6 juin 2015 – Le 22 mai 2015, nous avions publié un texte de l’auteur russe Andrew Korybko (voir son portrait dans Russia Insider), qui a choisi une approche des évènements actuels du point de vue de la manipulation de l’Histoire par ceux qui la perçoivent ou la restituent à nos esprits, du point de vue du rôle de l’“historicité” dans le sens pervers de l’“histoire considérée comme une arme de communication”. Il s’agit bien de l’Histoire sortie de son contexte et de sa position culturelle de référence d’un passé accepté comme telle, et devenue, après déformation perverse et inversion, outil sinon arme de combat pour les tensions crisiques exacerbées qui caractérisent notre “ère historique” en train de se développer dans le fracas et la fureur.

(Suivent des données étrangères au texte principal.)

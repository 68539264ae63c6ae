use isingviz::core::io::dat::DatError;
use isingviz::render::error::RenderError;
use std::path::PathBuf;
use thiserror::Error;

pub type Result<T> = std::result::Result<T, CliError>;

#[derive(Debug, Error)]
pub enum CliError {
    #[error("Failed to load '{path}': {source}", path = path.display())]
    Load {
        path: PathBuf,
        #[source]
        source: DatError,
    },

    #[error("Rendering failed: {0}")]
    Render(#[from] RenderError),

    #[error("Configuration error: {0}")]
    Config(String),

    #[error("Failed to parse file '{path}': {source}", path = path.display())]
    FileParsing {
        path: PathBuf,
        #[source]
        source: anyhow::Error,
    },

    #[error("I/O error: {0}")]
    Io(#[from] std::io::Error),

    #[error("Invalid argument: {0}")]
    Argument(String),

    #[error(transparent)]
    Other(#[from] anyhow::Error),
}
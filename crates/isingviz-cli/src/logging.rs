use crate::error::{CliError, Result};
use std::fs::File;
use std::path::Path;
use tracing_subscriber::{filter::LevelFilter, fmt, prelude::*};

/// Installs the global tracing subscriber.
///
/// Console logs go to stderr so they never interleave with the two stdout
/// result lines. `quiet` drops everything below ERROR, matching the flag's
/// documented behavior.
pub fn setup_logging(verbosity: u8, quiet: bool, log_file: Option<&Path>) -> Result<()> {
    let level_filter = if quiet {
        LevelFilter::ERROR
    } else {
        match verbosity {
            0 => LevelFilter::WARN,
            1 => LevelFilter::INFO,
            2 => LevelFilter::DEBUG,
            _ => LevelFilter::TRACE,
        }
    };

    let stderr_layer = fmt::layer()
        .with_writer(std::io::stderr)
        .with_ansi(true)
        .with_target(false)
        .compact();

    let subscriber = tracing_subscriber::registry()
        .with(level_filter)
        .with(stderr_layer);

    if let Some(path) = log_file {
        let file = File::create(path).map_err(CliError::Io)?;
        let file_layer = fmt::layer()
            .with_writer(file)
            .with_ansi(false)
            .with_target(true);
        subscriber.with(file_layer).init();
    } else {
        subscriber.init();
    }

    Ok(())
}
use crate::core::models::sample::Sample;
use std::fs::File;
use std::io::{self, BufRead, BufReader};
use std::path::Path;
use thiserror::Error;

/// Fixed column order of the `.dat` format.
const COLUMNS: usize = 4;

#[derive(Debug, Error)]
pub enum DatError {
    #[error("I/O error: {0}")]
    Io(#[from] io::Error),
    #[error("Parse error on line {line}: {kind}")]
    Parse {
        line: usize,
        kind: DatParseErrorKind,
    },
    #[error("No data rows found")]
    Empty,
}

#[derive(Debug, Error)]
pub enum DatParseErrorKind {
    #[error("Expected at least 4 fields, found {found}")]
    MissingFields { found: usize },
    #[error("Invalid float in column {column} (value: '{value}')")]
    InvalidFloat { column: usize, value: String },
}

/// Reader for the whitespace-separated `T magnetization energy specific_heat`
/// series format.
///
/// Rows are trusted to be sorted by ascending temperature; unsorted input is
/// accepted as-is and will render as visually out-of-order line segments.
/// Blank lines are skipped as non-data; fields past the fourth are ignored.
pub struct DatFile;

impl DatFile {
    /// Reads all samples from `reader`.
    ///
    /// Any line that is not blank and does not parse as at least four floats
    /// fails the whole load; an input with zero data rows is rejected so the
    /// renderer never sees an empty series.
    pub fn read_from(reader: &mut impl BufRead) -> Result<Vec<Sample>, DatError> {
        let mut samples = Vec::new();

        for (line_num, line_res) in reader.lines().enumerate() {
            let line = line_res?;
            let line_num = line_num + 1;

            if line.trim().is_empty() {
                continue;
            }

            let fields: Vec<&str> = line.split_whitespace().collect();
            if fields.len() < COLUMNS {
                return Err(DatError::Parse {
                    line: line_num,
                    kind: DatParseErrorKind::MissingFields {
                        found: fields.len(),
                    },
                });
            }

            let mut values = [0.0; COLUMNS];
            for (column, value) in values.iter_mut().enumerate() {
                *value = fields[column].parse().map_err(|_| DatError::Parse {
                    line: line_num,
                    kind: DatParseErrorKind::InvalidFloat {
                        column: column + 1,
                        value: fields[column].to_string(),
                    },
                })?;
            }

            samples.push(Sample::new(values[0], values[1], values[2], values[3]));
        }

        if samples.is_empty() {
            return Err(DatError::Empty);
        }
        Ok(samples)
    }

    /// Opens `path` and reads all samples from it.
    pub fn load(path: &Path) -> Result<Vec<Sample>, DatError> {
        let mut reader = BufReader::new(File::open(path)?);
        Self::read_from(&mut reader)
    }
}

#[cfg(test)]
mod tests {
    use super::*;
    use std::fs;
    use tempfile::tempdir;

    #[test]
    fn read_from_parses_all_rows_in_order() {
        let input = "1.0 0.98 -1.99 0.12\n2.0 0.91 -1.75 0.48\n2.3 0.55 -1.41 1.92\n";
        let samples = DatFile::read_from(&mut input.as_bytes()).unwrap();

        assert_eq!(samples.len(), 3);
        assert_eq!(samples[0].temperature, 1.0);
        assert_eq!(samples[0].specific_heat, 0.12);
        assert_eq!(samples[2].temperature, 2.3);
        assert_eq!(samples[2].magnetization, 0.55);
    }

    #[test]
    fn blank_lines_are_skipped() {
        let input = "\n1.0 0.9 -1.9 0.3\n   \n2.0 0.7 -1.4 1.1\n\n";
        let samples = DatFile::read_from(&mut input.as_bytes()).unwrap();
        assert_eq!(samples.len(), 2);
    }

    #[test]
    fn extra_columns_are_ignored() {
        let input = "1.0 0.9 -1.9 0.3 99.0 7.0\n";
        let samples = DatFile::read_from(&mut input.as_bytes()).unwrap();
        assert_eq!(samples.len(), 1);
        assert_eq!(samples[0].specific_heat, 0.3);
    }

    #[test]
    fn short_line_fails_with_line_number() {
        let input = "1.0 0.9 -1.9 0.3\n2.0 0.7\n";
        let result = DatFile::read_from(&mut input.as_bytes());
        assert!(matches!(
            result,
            Err(DatError::Parse {
                line: 2,
                kind: DatParseErrorKind::MissingFields { found: 2 },
            })
        ));
    }

    #[test]
    fn non_numeric_field_fails_with_column() {
        let input = "1.0 0.9 oops 0.3\n";
        let result = DatFile::read_from(&mut input.as_bytes());
        match result {
            Err(DatError::Parse {
                line: 1,
                kind: DatParseErrorKind::InvalidFloat { column, value },
            }) => {
                assert_eq!(column, 3);
                assert_eq!(value, "oops");
            }
            other => panic!("Expected InvalidFloat parse error, got {:?}", other),
        }
    }

    #[test]
    fn empty_input_is_rejected() {
        let result = DatFile::read_from(&mut "".as_bytes());
        assert!(matches!(result, Err(DatError::Empty)));
    }

    #[test]
    fn whitespace_only_input_is_rejected() {
        let result = DatFile::read_from(&mut "\n  \n\t\n".as_bytes());
        assert!(matches!(result, Err(DatError::Empty)));
    }

    #[test]
    fn load_fails_for_missing_file() {
        let dir = tempdir().unwrap();
        let result = DatFile::load(&dir.path().join("non_existent.dat"));
        assert!(matches!(result, Err(DatError::Io(_))));
    }

    #[test]
    fn load_reads_a_file_from_disk() {
        let dir = tempdir().unwrap();
        let path = dir.path().join("ising2d_vs_T.dat");
        fs::write(&path, "2.5 0.1 -1.2 0.9\n").unwrap();

        let samples = DatFile::load(&path).unwrap();
        assert_eq!(samples.len(), 1);
        assert_eq!(samples[0].energy, -1.2);
    }
}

Nous observions ce même 22 mai 2015, dans un commentaire circonstancié du texte de Korybko, selon une première approche des conceptions qu’il exposait à propos de l’événement de la commémoration du 70ème anniversaire de la Victoire, le 9 mai 2015 à Moscou : «L’intérêt du texte de Korybko, selon nous, est surtout dans la façon dont il utilise le concept d’“Historicité”, de “conscience historique”, etc., comme “armes de défense” contre les Révolutions de Couleur. En quelque sorte, il mobilise l’Histoire pour en faire une arme conceptuelle agissant comme dans une guerre, contre une attaque dont il juge que l’arme principale est l’imposture introduite dans l’histoire de la cible visée. Korybko a des analogies heureuses, comme lorsqu’il fait des Révolutions de Couleur des plants d’OGM par rapport à la plante naturelle qu’est le réflexe patriotique-historique auquel il se réfère, ou des virus chargés de disséminer une maladie qui tue la conscience et la mémoire historiques aussi sûrement qu’un cancer.»

Nous élargissons le champ de notre appréciation à partir de deux autres textes de Korybko où lui-même présente un élargissement de ses propres conceptions (l’“histoire considérée comme une arme de communication”). Il ne s’agit pas pour nous de simplement présenter le travail de Korybko et de préciser notre position par rapport à lui, mais de nous appuyer sur cette référence pour développer une appréciation de la problématique ainsi soulevée nous conduisant à préciser notre propre conception à partir de cette idée que nous comprenons tout à fait, que nous partageons, et que nous utilisons nous-mêmes dans nos travaux (voir plus loin, le passage extrait de La Grâce de l’Histoire) : il s’agit du rôle de l’Histoire, et surtout du rôle qu’on fait tenir à l’Histoire dans la Grande Crise actuelle de l’effondrement du Système. (On observera que nous utilisons selon notre habitude le mot “Histoire” avec une majuscule lorsque nous parlons d’elle d’une façon que nous jugeons impérativement objective selon notre point de vue, pour nous référer à nos propres conceptions ; mais lorsque nous employons ce mot dans une circonstance spécifique qui a des caractères allant dans un sens d’historicisation ou de banalisation du concept, c’est-à-dire de l’inversion-Système au bout du compte, comme dans l’expression l’“histoire considérée comme une arme de communication”, nous n’utilisons plus la majuscule car nous considérons alors l’“histoire“ comme un artefact de circonstance, c’est-à-dire une Histoire-faussaire, ou histoire-Système si l’on veut. Cela indique déjà quelle va être notre attitude critique.)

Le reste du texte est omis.